The perceived upside of staying with what you’ve got would be hitting the ground running. One home draw against a Lithuania or away defeat to a Georgia, however, is all it would take to start the whole Strachan debate over again.
He’d be weary of it, the players would be weary of it, we’d be weary of it and it would be yet another re-run of the same old movie, with more than likely the same ending.
The Northern Ireland and Michael O’Neill comparison isn’t fair in some ways (they have two good to very good centre-backs and we don’t). But it is fair in others. O’Neill gets more players to perform above or equal to their club standard than Strachan, and he is also less trigger-happy when it comes to mucking about with a system that works.
The biggest reason for a change, though, is a pretty basic one – Strachan’s selection judgment.
If another Leigh Griffiths was to emerge, can he be trusted to not wait for four group games to give him a chance?
The reluctance to play John McGinn and/or Callum McGregor suggests Strachan believes Stuart Armstrong’s impact late in the qualification campaign proves he was right to hold him back rather than he was wrong to have a lack of faith in a flourishing young talent.
The persistent talking up of Barry Bannan, the selection of James Morrison against Slovakia and James McArthur in Slovenia and the reluctance to take off Matt Phillips in both games backs up the theory that the manager has more faith in players from the English leagues than the Scottish top flight. So too do his post-Slovakia comments about the harsher climate that the “anglos” have during international weeks.

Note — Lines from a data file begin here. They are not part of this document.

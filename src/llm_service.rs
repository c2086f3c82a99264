use std::sync::Arc;
use std::time::Instant;

use crate::errors::GenerationError;
use crate::llm_providers::{GenerationClient, LLMProviderFactory, LLMProviderType};
use crate::models::{FlashcardRecord, QuizQuestionRecord};
use crate::output_parser::{self, RecordKind};
use crate::prompt_builder::{
    DEFAULT_FLASHCARD_COUNT, DEFAULT_QUIZ_QUESTIONS, GenerationTask, build_prompt,
};

use crate::log_llm_operation;

/// Runs generation tasks: builds the prompt, calls the client, parses the output.
#[derive(Clone)]
pub struct LLMService {
    client: Arc<dyn GenerationClient>,
}

impl LLMService {
    pub fn new(client: Arc<dyn GenerationClient>) -> Self {
        Self { client }
    }

    pub fn new_with_provider(
        api_key: String,
        base_url: Option<String>,
        provider_type: LLMProviderType,
        model: Option<String>,
    ) -> Self {
        let provider = LLMProviderFactory::create_provider(provider_type, api_key, base_url, model);
        Self::new(Arc::new(provider))
    }

    pub fn provider_name(&self) -> &str {
        self.client.provider_name()
    }

    async fn run(&self, task: &GenerationTask, source_text: &str) -> Result<String, GenerationError> {
        let prompt = build_prompt(task, source_text)?;
        let provider = self.client.provider_name();
        log_llm_operation!(start, task.name(), provider = provider, prompt_chars = prompt.len());

        let started = Instant::now();
        match self.client.generate(&prompt).await {
            Ok(text) if text.trim().is_empty() => {
                let err = GenerationError::empty_generation();
                log_llm_operation!(error, task.name(), provider = provider, error = err);
                Err(err)
            }
            Ok(text) => {
                log_llm_operation!(
                    success,
                    task.name(),
                    provider = provider,
                    duration_ms = started.elapsed().as_millis() as u64,
                    response_chars = text.len()
                );
                Ok(text)
            }
            Err(err) => {
                log_llm_operation!(error, task.name(), provider = provider, error = err);
                Err(err)
            }
        }
    }

    /// Generate up to `count` flashcards (default 10). May return an empty list.
    pub async fn generate_flashcards(
        &self,
        source_text: &str,
        count: Option<usize>,
    ) -> Result<Vec<FlashcardRecord>, GenerationError> {
        let count = count.unwrap_or(DEFAULT_FLASHCARD_COUNT);
        let task = GenerationTask::Flashcards { count };
        let raw = self.run(&task, source_text).await?;
        let cards = output_parser::parse_flashcards(&raw, count);
        if cards.len() < count {
            log_llm_operation!(
                warn,
                task.name(),
                format!("requested {} flashcards, parsed {}", count, cards.len())
            );
        }
        Ok(cards)
    }

    /// Generate up to `num_questions` quiz questions (default 5). May return an empty list.
    pub async fn generate_quiz(
        &self,
        source_text: &str,
        num_questions: Option<usize>,
    ) -> Result<Vec<QuizQuestionRecord>, GenerationError> {
        let num_questions = num_questions.unwrap_or(DEFAULT_QUIZ_QUESTIONS);
        let task = GenerationTask::Quiz { num_questions };
        let raw = self.run(&task, source_text).await?;
        let questions = output_parser::parse_quiz(&raw, num_questions);
        if questions.len() < num_questions {
            log_llm_operation!(
                warn,
                task.name(),
                format!("requested {} questions, parsed {}", num_questions, questions.len())
            );
        }
        Ok(questions)
    }

    pub async fn generate_summary(&self, source_text: &str) -> Result<String, GenerationError> {
        let text = self.run(&GenerationTask::Summary, source_text).await?;
        Ok(text.trim().to_string())
    }

    pub async fn explain_concept(
        &self,
        source_text: &str,
        concept: &str,
    ) -> Result<String, GenerationError> {
        let task = GenerationTask::Explain {
            concept: concept.to_string(),
        };
        let text = self.run(&task, source_text).await?;
        Ok(text.trim().to_string())
    }

    pub async fn answer_question(
        &self,
        source_text: &str,
        question: &str,
    ) -> Result<String, GenerationError> {
        let task = GenerationTask::Chat {
            question: question.to_string(),
        };
        let text = self.run(&task, source_text).await?;
        Ok(text.trim().to_string())
    }
}

/// Treat a parse that produced nothing as a failed generation.
pub fn require_records<T>(records: Vec<T>, task: RecordKind) -> Result<Vec<T>, GenerationError> {
    if records.is_empty() {
        return Err(GenerationError::EmptyYield { task });
    }
    Ok(records)
}

#[cfg(test)]
mod tests {
    use super::*;
    use async_trait::async_trait;
    use std::sync::Mutex;

    const SOURCE: &str = "The mitochondria is the powerhouse of the cell and produces ATP.";

    /// Replays a fixed response and remembers the prompts it saw.
    struct ScriptedClient {
        response: Result<String, GenerationError>,
        prompts: Mutex<Vec<String>>,
    }

    impl ScriptedClient {
        fn replying(text: &str) -> Arc<Self> {
            Arc::new(Self {
                response: Ok(text.to_string()),
                prompts: Mutex::new(Vec::new()),
            })
        }

        fn failing(err: GenerationError) -> Arc<Self> {
            Arc::new(Self {
                response: Err(err),
                prompts: Mutex::new(Vec::new()),
            })
        }

        fn prompt_count(&self) -> usize {
            self.prompts.lock().unwrap().len()
        }
    }

    #[async_trait]
    impl GenerationClient for ScriptedClient {
        async fn generate(&self, prompt: &str) -> Result<String, GenerationError> {
            self.prompts.lock().unwrap().push(prompt.to_string());
            self.response.clone()
        }

        fn provider_name(&self) -> &str {
            "scripted"
        }
    }

    #[tokio::test]
    async fn test_generate_flashcards_parses_and_truncates() {
        let client = ScriptedClient::replying(
            "Q: What produces ATP?\nA: Mitochondria\nD: easy\n---\nQ: broken\n---\nQ: Powerhouse?\nA: Mitochondria\n---\nQ: Extra?\nA: Extra",
        );
        let service = LLMService::new(client.clone());

        let cards = service.generate_flashcards(SOURCE, Some(2)).await.unwrap();
        assert_eq!(cards.len(), 2);
        assert_eq!(cards[0].question, "What produces ATP?");
        assert_eq!(cards[1].question, "Powerhouse?");
        assert_eq!(client.prompt_count(), 1);
    }

    #[tokio::test]
    async fn test_generate_quiz_resolves_answers() {
        let client = ScriptedClient::replying(
            "Q: Capital of Italy?\n01: Paris\n02: London\n03: Rome\n04: Berlin\nC: 03\nE: It is Rome.\nD: easy",
        );
        let service = LLMService::new(client);

        let questions = service.generate_quiz(SOURCE, None).await.unwrap();
        assert_eq!(questions.len(), 1);
        assert_eq!(questions[0].correct_answer, "Rome");
    }

    #[tokio::test]
    async fn test_short_source_never_reaches_client() {
        let client = ScriptedClient::replying("Q: a\nA: b");
        let service = LLMService::new(client.clone());

        let result = service.generate_flashcards("too short", None).await;
        assert!(matches!(result, Err(GenerationError::Validation(_))));
        assert_eq!(client.prompt_count(), 0);
    }

    #[tokio::test]
    async fn test_blank_generation_is_upstream_error() {
        let service = LLMService::new(ScriptedClient::replying("   \n "));
        let result = service.generate_summary(SOURCE).await;
        assert_eq!(result, Err(GenerationError::empty_generation()));
    }

    #[tokio::test]
    async fn test_client_failure_propagates_without_retry() {
        let client = ScriptedClient::failing(GenerationError::Upstream("quota".to_string()));
        let service = LLMService::new(client.clone());

        let result = service.answer_question(SOURCE, "What is ATP?").await;
        assert_eq!(result, Err(GenerationError::Upstream("quota".to_string())));
        assert_eq!(client.prompt_count(), 1);
    }

    #[tokio::test]
    async fn test_unparseable_output_is_empty_not_error() {
        let service = LLMService::new(ScriptedClient::replying("I cannot help with that."));
        let cards = service.generate_flashcards(SOURCE, None).await.unwrap();
        assert!(cards.is_empty());

        let required = require_records(cards, RecordKind::Flashcard);
        assert_eq!(
            required,
            Err(GenerationError::EmptyYield {
                task: RecordKind::Flashcard
            })
        );
    }

    #[tokio::test]
    async fn test_explain_trims_output() {
        let service = LLMService::new(ScriptedClient::replying("\n  ATP is energy currency.  \n"));
        let text = service.explain_concept(SOURCE, "ATP").await.unwrap();
        assert_eq!(text, "ATP is energy currency.");
    }
}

Strachan’s reflective (and misguided) drift into the genetic deficiencies of the Scottish footballer had the feel of a man who was book-ending his time as national manager.
Stewart Regan will want him to stay but the most likely scenario is he will decide to walk. Improvement has come under Strachan’s watch but, after two campaigns that have fallen short, there isn’t enough evidence to expect third time lucky.